When two NLU services indicate they have started , the dialog manager waits before sending hermod/<siteId>/intent.

When Voice ID is enabled, the dialog manager waits for hermod/<siteId>/voiceid/detected/<userId> before sending hermod/<siteId>/intent.

When multiple devices in a room hear an utterance, they all respond at the same time. This affects Google Home, Alexa, Snips and Mycroft. Google has elements of a solution because an Android phone will show a notification saying "Answering on another device". Two Google Home devices in a room will both answer.

The hermod protocol with many satellites sharing a dialog service allows the solution that the hotword server could be debounced.

When the dialog manager hears 'hermod//hotword/detected' or 'hermod//dialog/start', it waits for a fraction of a second to see if there are any more messages with the same topic, where there are multiple messages, the one with the highest confidence/volume is selected and the others are ignored.

?? The debounce introduces a short delay between hearing a hotword and starting transcription. To avoid requiring the user pause after the hotword, the ASR needs audio from immediately after the hotword is detected and before transcription is started. To support this, the media server maintains a short ring buffer of audio that is sent before audio data from the hardware.
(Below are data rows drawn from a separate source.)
//! Application-level configuration.
//!
//! This module provides configuration types that control how use cases behave
//! when no human is asked directly.

use crate::ports::confirmation::{AutoConfirm, AutoDecline, ConfirmationPort};
use std::sync::Arc;

/// How restart confirmations are answered.
#[derive(Debug, Clone, Copy, PartialEq, Eq, Default)]
pub enum ConfirmPolicy {
    /// Ask the user every time (default).
    #[default]
    Ask,
    /// Restart without asking.
    Always,
    /// Never restart; leave it to the user.
    Never,
}

impl ConfirmPolicy {
    /// The non-interactive port for this policy, or `None` for [`ConfirmPolicy::Ask`].
    pub fn fixed_port(&self) -> Option<Arc<dyn ConfirmationPort>> {
        match self {
            ConfirmPolicy::Ask => None,
            ConfirmPolicy::Always => Some(Arc::new(AutoConfirm)),
            ConfirmPolicy::Never => Some(Arc::new(AutoDecline)),
        }
    }
}

impl std::fmt::Display for ConfirmPolicy {
    fn fmt(&self, f: &mut std::fmt::Formatter<'_>) -> std::fmt::Result {
        match self {
            ConfirmPolicy::Ask => write!(f, "ask"),
            ConfirmPolicy::Always => write!(f, "always"),
            ConfirmPolicy::Never => write!(f, "never"),
        }
    }
}

impl std::str::FromStr for ConfirmPolicy {
    type Err = String;

    fn from_str(s: &str) -> Result<Self, Self::Err> {
        match s.to_lowercase().as_str() {
            "ask" | "prompt" => Ok(ConfirmPolicy::Ask),
            "always" | "yes" => Ok(ConfirmPolicy::Always),
            "never" | "no" => Ok(ConfirmPolicy::Never),
            _ => Err(format!("Invalid ConfirmPolicy: {}", s)),
        }
    }
}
The length of audio that is sent can be controlled by a parameter prependAudio in the JSON body of a message to hermod//microphone/start

Security

Where a device offers services over a network to other devices, the MQTT server must be exposed to network requests so MQTT authentication is required.

The mosquitto MQTT server includes an authentication plugin that allows configuration of users and access controls in various backend systems including postgres, myql, files, redis and mongodb. The default authentication plugin allows configuration of read and/or write access to any topic or wildcard topic by updating the access control field in the user collection of a mongodb database.

When using the authentication plugin, the client must provide username and password as part of the initial CONNECT message. Subscription to a topic is only allowed if the siteId matches the username and password.

The MQTT server authentication plugin can be initialised with a list of allowed sites or sites can be added on the fly by authenticated users.

To secure messages in transit, it is possible to configure the MQTT server to encrypt messages or perhaps easier to only allow access via secure websockets.

For a standalone device, network access to the MQTT server is prevented by a firewall or virtual private network and authentication is not required.

Hermod Protocol Reference

Media Streaming

The media server can play and record audio on a device and send or receive it from the MQTT bus.

The ASR and Hotword services listen for audio via the MQTT bus. The TTS service sends audio file of generated speech to the MQTT bus.

This means that the ASR and Hotword services do not work unless the microphone service is started with hermod/<siteId>/microphone/start

To minimise traffic on the network, the dialog manager enables and disables media streaming in response to lifecycle events in the protocol. In particular, the dialog manager ensures audio recording is enabled or disabled in sync with the ASR or Hotword services. However when the suite is configured to keep the hotword enabled at all times, the microphone is left enabled as well.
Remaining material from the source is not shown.